Chatting up artificial intelligence

Madison-based DataChat is working to make data science technologies more accessible and understandable for users.
0723 Ec Biz Report Opener
Democratizing data science for everyone means presenting data in ways that make it easy for users to understand.

Madison startup DataChat is speaking consumers’ language when it comes to data science innovations. Its latest development, an AI tool called Ask, will attempt to transform the way companies solve data science problems and help them glean new insights through user-friendly data analysis.

Co-founder and CEO Jignesh Patel, who will be joining the Computer Science Department at Carnegie Mellon University this fall (DataChat will remain headquartered in Madison), and co-founder Rogers Jeffrey Leo John found inspiration for DataChat in 2017 when they noticed persistent problems in how data science was practiced. According to Patel, many programmers were using online resources to translate their intent from natural language into code, one block at a time, when solving problems. They added these blocks to what he calls a “notebook” and then made adjustments so the code would suit their context.

“All of this seemed tremendously wasteful,” Patel says. “We thought, ‘what if we could directly generate the code in the notebook when the programmer [typed] in natural language?’”

Even as DataChat launched and began developing its initial working prototype, Ava, the company was forced to wait for critical large language model (LLM) technology, the underlying power behind ChatGPT, to become available. Luckily, it did.

“Everyone told us that this was a crazy idea,” Patel says, “and they were right. It was. But we kept working on it and were lucky to find investors from the Bay Area who were willing to support our crazy idea.”

The company also secured investment from the Wisconsin Alumni Research Foundation, and by 2020 had raised an early-stage investment round led by two Silicon Valley venture capital firms. Solid funding has helped the company gain a foothold, but competing in the AI data race is no easy task. Patel credits team resourcefulness and capacity for developing “bleeding-edge techniques” for much of DataChat’s success. He adds, “We are competing with giants that are spending hundreds of millions or billions of dollars to reach similar goals.”

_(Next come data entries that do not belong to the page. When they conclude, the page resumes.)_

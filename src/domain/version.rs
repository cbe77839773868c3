use crate::error::ParseError;
use std::fmt;
use std::str::FromStr;

/// Semantic version representation (`MAJOR.MINOR.PATCH`)
#[derive(Debug, Clone, Copy, PartialEq, Eq, PartialOrd, Ord, Hash)]
pub struct Version {
    pub major: u64,
    pub minor: u64,
    pub patch: u64,
}

impl Version {
    /// Create a new version
    pub fn new(major: u64, minor: u64, patch: u64) -> Self {
        Version {
            major,
            minor,
            patch,
        }
    }

    /// Parse a version string such as "1.2.3".
    ///
    /// Exactly three dot-separated components are required, each made of
    /// ASCII digits only. Signs, whitespace, prefixes and pre-release or
    /// build suffixes are rejected.
    pub fn parse(input: &str) -> Result<Self, ParseError> {
        let invalid = || ParseError::InvalidVersion(input.to_string());

        let parts: Vec<&str> = input.split('.').collect();
        if parts.len() != 3 {
            return Err(invalid());
        }

        let mut numbers = [0u64; 3];
        for (slot, part) in numbers.iter_mut().zip(&parts) {
            if part.is_empty() || !part.bytes().all(|b| b.is_ascii_digit()) {
                return Err(invalid());
            }
            *slot = part.parse::<u64>().map_err(|_| invalid())?;
        }

        Ok(Version::new(numbers[0], numbers[1], numbers[2]))
    }

    /// Apply a bump in place.
    ///
    /// - **Major**: major += 1, minor = 0, patch = 0
    /// - **Minor**: minor += 1, patch = 0
    /// - **Patch**: patch += 1
    ///
    /// Every call increments; bumping twice accumulates. A component already
    /// at `u64::MAX` cannot be incremented and leaves `self` unchanged.
    pub fn bump(&mut self, bump_type: VersionBump) -> Result<(), ParseError> {
        let current = *self;
        let overflow = || ParseError::Overflow(current.to_string(), bump_type);

        *self = match bump_type {
            VersionBump::Major => {
                Version::new(current.major.checked_add(1).ok_or_else(overflow)?, 0, 0)
            }
            VersionBump::Minor => Version::new(
                current.major,
                current.minor.checked_add(1).ok_or_else(overflow)?,
                0,
            ),
            VersionBump::Patch => Version::new(
                current.major,
                current.minor,
                current.patch.checked_add(1).ok_or_else(overflow)?,
            ),
        };
        Ok(())
    }

    /// Return a bumped copy, leaving `self` untouched
    pub fn bumped(&self, bump_type: VersionBump) -> Result<Self, ParseError> {
        let mut next = *self;
        next.bump(bump_type)?;
        Ok(next)
    }
}

impl fmt::Display for Version {
    fn fmt(&self, f: &mut fmt::Formatter<'_>) -> fmt::Result {
        write!(f, "{}.{}.{}", self.major, self.minor, self.patch)
    }
}

impl FromStr for Version {
    type Err = ParseError;

    fn from_str(s: &str) -> Result<Self, Self::Err> {
        Version::parse(s)
    }
}

/// Which component of a version to increment
#[derive(Debug, Clone, Copy, PartialEq, Eq, Hash, clap::ValueEnum)]
pub enum VersionBump {
    Major,
    Minor,
    Patch,
}

impl VersionBump {
    pub const ALL: [VersionBump; 3] = [VersionBump::Major, VersionBump::Minor, VersionBump::Patch];

    /// Canonical name as shown to the operator
    pub fn as_str(&self) -> &'static str {
        match self {
            VersionBump::Major => "Major",
            VersionBump::Minor => "Minor",
            VersionBump::Patch => "Patch",
        }
    }

    /// One-line description used by the selection prompt
    pub fn description(&self) -> &'static str {
        match self {
            VersionBump::Major => "Major version bump",
            VersionBump::Minor => "Minor version bump",
            VersionBump::Patch => "Patch version bump",
        }
    }
}

impl fmt::Display for VersionBump {
    fn fmt(&self, f: &mut fmt::Formatter<'_>) -> fmt::Result {
        f.write_str(self.as_str())
    }
}

impl FromStr for VersionBump {
    type Err = ParseError;

    fn from_str(s: &str) -> Result<Self, Self::Err> {
        VersionBump::ALL
            .into_iter()
            .find(|bump| bump.as_str().eq_ignore_ascii_case(s))
            .ok_or_else(|| ParseError::UnknownBump(s.to_string()))
    }
}

impl<'de> serde::Deserialize<'de> for VersionBump {
    fn deserialize<D>(deserializer: D) -> Result<Self, D::Error>
    where
        D: serde::Deserializer<'de>,
    {
        let raw = String::deserialize(deserializer)?;
        raw.parse().map_err(serde::de::Error::custom)
    }
}

impl serde::Serialize for VersionBump {
    fn serialize<S>(&self, serializer: S) -> Result<S::Ok, S::Error>
    where
        S: serde::Serializer,
    {
        serializer.serialize_str(self.as_str())
    }
}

So, what distinguishes DataChat as an emergent force among the competition? One factor is its enablement of user-to-system communication with a specific subset of English called Guided English Language (GEL). Patel explains, “It has its roots in industries like aviation, where you want a subset of English that has no ambiguity but is capable of expressing all that you need for a specific application.”

LLMs automatically convert user questions into code and, after running it, present answers. “But how does a user trust the answer?” Patel asks. It’s a question reflective of concerns over AI’s transparency and reliability. DataChat’s answer is a “recipe,” a proof of the work that went into producing an answer presented in GEL, and therefore understandable for users. As Patel puts it, “transparency builds trust.”

With innovations like Ask, user feedback also helps train the system for enhanced future performance. Users can “thumbs up” or “thumbs down” answers they receive and manually edit steps of the recipe.

DataChat’s focus on accessibility and transparency in AI technologies underscores current needs in Madison and well beyond. “To truly democratize data, you need to make the data science toolbox accessible and usable by everyone,” Patel says. “That is exactly what we do. Companies can start to upskill their existing users … while simultaneously relieving some of the overhead for any of their more advanced users.”